Douglas Kornfeld, “Meeting of Minds” 2005
This public sculpture in City Park depicts the profiles of an Africa American woman and man. The female head is looking out into the North-Denver neighborhood, while the male seems to be sinking into the ground. The head of the woman appears to be an oval that looks like a brain but is filled with figures similar to the international male and female symbols. The purpose of this 16-foot tall piece is to depict men and women in a variety of shapes and sizes, as opposed to the stereotypical way. The brain of the male is filled with the standard male and female icons seen every day, lined up in precise rows. This symbolizes a corresponding regimentation of thinking. Douglas Kornfeld sought to initiate a dialogue about symbols and how they affect diversity, stereotypes, and identity through this piece.
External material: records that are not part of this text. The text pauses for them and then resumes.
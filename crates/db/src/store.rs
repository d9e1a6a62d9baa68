//! [`LeadStore`] backed by PostgreSQL.

use async_trait::async_trait;
use leadimport_core::audit::LeadHistoryEntry;
use leadimport_core::error::CoreError;
use leadimport_core::field::FieldKey;
use leadimport_core::import_status::{JobStatus, RowStatus};
use leadimport_core::lead::{AssignableUser, ExistingLeadSnapshot, LeadUpdate, NewLead};
use leadimport_core::lead_store::{
    ImportJob, ImportRow, LeadStore, LeaseToken, NewImportJob, NewImportRow, RowOutcome,
    RowStatusCounts, StoreError,
};
use leadimport_core::types::{DbId, LeadId, RowNumber};

use crate::repositories::{ImportJobRepo, ImportRowRepo, LeadHistoryRepo, LeadRepo, UserRepo};
use crate::DbPool;

/// PostgreSQL lead store. Cheap to clone; clones share the pool.
#[derive(Debug, Clone)]
pub struct PgLeadStore {
    pool: DbPool,
}

impl PgLeadStore {
    pub fn new(pool: DbPool) -> Self {
        Self { pool }
    }

    pub fn pool(&self) -> &DbPool {
        &self.pool
    }
}

/// Map a sqlx error onto the store's error kinds.
///
/// Unique (23505) and foreign-key (23503) violations become
/// [`StoreError::Constraint`]; pool and I/O failures become
/// [`StoreError::Unavailable`].
fn store_error(err: sqlx::Error) -> StoreError {
    match &err {
        sqlx::Error::Database(db_err) => match db_err.code().as_deref() {
            Some("23505") | Some("23503") | Some("23514") | Some("23502") => {
                StoreError::Constraint(db_err.message().to_string())
            }
            _ => StoreError::Database(err.to_string()),
        },
        sqlx::Error::PoolTimedOut | sqlx::Error::PoolClosed | sqlx::Error::Io(_) => {
            StoreError::Unavailable(err.to_string())
        }
        _ => StoreError::Database(err.to_string()),
    }
}

fn decode_error(err: CoreError) -> StoreError {
    StoreError::Database(format!("Corrupt stored value: {err}"))
}

fn job_not_found(id: DbId) -> StoreError {
    StoreError::NotFound {
        entity: "ImportJob",
        id: id.to_string(),
    }
}

#[async_trait]
impl LeadStore for PgLeadStore {
    async fn find_leads_by_field(
        &self,
        field: FieldKey,
        values: &[String],
    ) -> Result<Vec<ExistingLeadSnapshot>, StoreError> {
        let leads = LeadRepo::find_by_field_values(&self.pool, field, values)
            .await
            .map_err(store_error)?;
        Ok(leads.iter().map(|l| l.snapshot()).collect())
    }

    async fn insert_leads(&self, leads: &[NewLead]) -> Result<Vec<LeadId>, StoreError> {
        LeadRepo::batch_insert(&self.pool, leads).await.map_err(store_error)
    }

    async fn update_lead(&self, id: LeadId, update: &LeadUpdate) -> Result<ExistingLeadSnapshot, StoreError> {
        LeadRepo::update_fields(&self.pool, id, update)
            .await
            .map_err(store_error)?
            .map(|before| before.snapshot())
            .ok_or_else(|| StoreError::NotFound {
                entity: "Lead",
                id: id.to_string(),
            })
    }

    async fn insert_history(&self, entries: &[LeadHistoryEntry]) -> Result<(), StoreError> {
        LeadHistoryRepo::batch_insert(&self.pool, entries)
            .await
            .map_err(store_error)?;
        Ok(())
    }

    async fn list_assignable_users(&self) -> Result<Vec<AssignableUser>, StoreError> {
        let users = UserRepo::list_assignable(&self.pool).await.map_err(store_error)?;
        Ok(users.into_iter().map(AssignableUser::from).collect())
    }

    async fn create_job(&self, job: &NewImportJob) -> Result<ImportJob, StoreError> {
        let row = ImportJobRepo::create(&self.pool, job).await.map_err(store_error)?;
        ImportJob::try_from(row).map_err(decode_error)
    }

    async fn find_job(&self, id: DbId) -> Result<Option<ImportJob>, StoreError> {
        ImportJobRepo::find_by_id(&self.pool, id)
            .await
            .map_err(store_error)?
            .map(ImportJob::try_from)
            .transpose()
            .map_err(decode_error)
    }

    async fn list_jobs(&self, limit: i64, offset: i64) -> Result<Vec<ImportJob>, StoreError> {
        ImportJobRepo::list(&self.pool, limit, offset)
            .await
            .map_err(store_error)?
            .into_iter()
            .map(|row| ImportJob::try_from(row).map_err(decode_error))
            .collect()
    }

    async fn acquire_job_lease(
        &self,
        id: DbId,
        token: LeaseToken,
        stale_after_secs: i64,
    ) -> Result<bool, StoreError> {
        ImportJobRepo::acquire_lease(&self.pool, id, token, stale_after_secs)
            .await
            .map_err(store_error)
    }

    async fn release_job_lease(&self, id: DbId, token: LeaseToken) -> Result<(), StoreError> {
        ImportJobRepo::release_lease(&self.pool, id, token)
            .await
            .map_err(store_error)
    }

    async fn update_job_progress(&self, id: DbId, counts: &RowStatusCounts) -> Result<(), StoreError> {
        let found = ImportJobRepo::update_progress(&self.pool, id, counts)
            .await
            .map_err(store_error)?;
        found.then_some(()).ok_or_else(|| job_not_found(id))
    }

    async fn complete_job(&self, id: DbId, counts: &RowStatusCounts) -> Result<(), StoreError> {
        let found = ImportJobRepo::finish(&self.pool, id, JobStatus::Completed, counts)
            .await
            .map_err(store_error)?;
        found.then_some(()).ok_or_else(|| job_not_found(id))
    }

    async fn fail_job(&self, id: DbId, message: &str) -> Result<(), StoreError> {
        let found = ImportJobRepo::fail(&self.pool, id, message)
            .await
            .map_err(store_error)?;
        found.then_some(()).ok_or_else(|| job_not_found(id))
    }

    async fn cancel_job(&self, id: DbId, counts: &RowStatusCounts) -> Result<(), StoreError> {
        let found = ImportJobRepo::finish(&self.pool, id, JobStatus::Cancelled, counts)
            .await
            .map_err(store_error)?;
        found.then_some(()).ok_or_else(|| job_not_found(id))
    }

    async fn insert_import_rows(&self, job_id: DbId, rows: &[NewImportRow]) -> Result<u64, StoreError> {
        ImportRowRepo::batch_insert(&self.pool, job_id, rows)
            .await
            .map_err(store_error)
    }

    async fn fetch_rows_by_status(
        &self,
        job_id: DbId,
        status: RowStatus,
        after_row: RowNumber,
        limit: i64,
    ) -> Result<Vec<ImportRow>, StoreError> {
        ImportRowRepo::fetch_by_status(&self.pool, job_id, status.as_str(), after_row, limit)
            .await
            .map_err(store_error)?
            .into_iter()
            .map(|r| ImportRow::try_from(r).map_err(decode_error))
            .collect()
    }

    async fn update_row_outcomes(&self, outcomes: &[RowOutcome]) -> Result<(), StoreError> {
        ImportRowRepo::batch_update_outcomes(&self.pool, outcomes)
            .await
            .map_err(store_error)?;
        Ok(())
    }

    async fn count_rows_by_status(&self, job_id: DbId) -> Result<RowStatusCounts, StoreError> {
        let rows = ImportRowRepo::count_by_status(&self.pool, job_id)
            .await
            .map_err(store_error)?;
        let mut counts = RowStatusCounts::default();
        for row in rows {
            let status = RowStatus::from_str_db(&row.status).map_err(decode_error)?;
            counts.add(status, row.count);
        }
        Ok(counts)
    }

    async fn list_rows(
        &self,
        job_id: DbId,
        status: Option<RowStatus>,
        limit: i64,
        offset: i64,
    ) -> Result<Vec<ImportRow>, StoreError> {
        ImportRowRepo::list(&self.pool, job_id, status.map(|s| s.as_str()), limit, offset)
            .await
            .map_err(store_error)?
            .into_iter()
            .map(|r| ImportRow::try_from(r).map_err(decode_error))
            .collect()
    }

    async fn health_check(&self) -> Result<(), StoreError> {
        crate::health_check(&self.pool).await.map_err(store_error)
    }
}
Ed Dwight “I Have A Dream” 2001
Image Credit: https://denverpublicart.org/public-arts/i-have-a-dream/
Also located in City Park, this piece was commissioned by the City of Denver to create the largest, Dr. King Memorial, to date in the United States. As an attempt to represent the depth of struggle surrounding Civil Rights and freedom, there are four panels, each depicting a different theme. It includes a sculpture of Dr. King metaphorically standing on the shoulders of Frederick Douglass, Rosa Parks, Sojourner Truth, and Mahatma Gandhi. The Memorial includes a historical representation using elements of bronze, granite, and engraved text that highlight the chronological quotations of Dr. King’s quotes about slavery through the promise of freedom.
Thomas Jay Warren “African American Spirit of the West” 2004
The African American Spirit of the West is installed in front of the Blair-Caldwell African American Research Library in Denver. The role of African Americans in the American West is without a doubt, not portrayed accurately in popular culture or historically. It is estimated by historians that one in four cowboys came from African descent, and they had a semblance of equality and respect in the country. The two 15-foot porcelain mosaics of an African American male and female are surrounded by bronze frames. They represent the strength and pioneering spirit of the people of African descent in the West. It is one of two pieces that the artist, Jay Warren created that made its way to the Public Art Archive. This website represents an expansive database of art installations available to the public all around the world.
Public art adds enormous value to the cultural, aesthetic, and economic vitality of a community. It contributes to a community’s identity, helps foster pride, and can enhance the quality of life in an area. Communities can gain real value, honor the past, and learn how to be better for the future through these works of art here in Denver Colorado.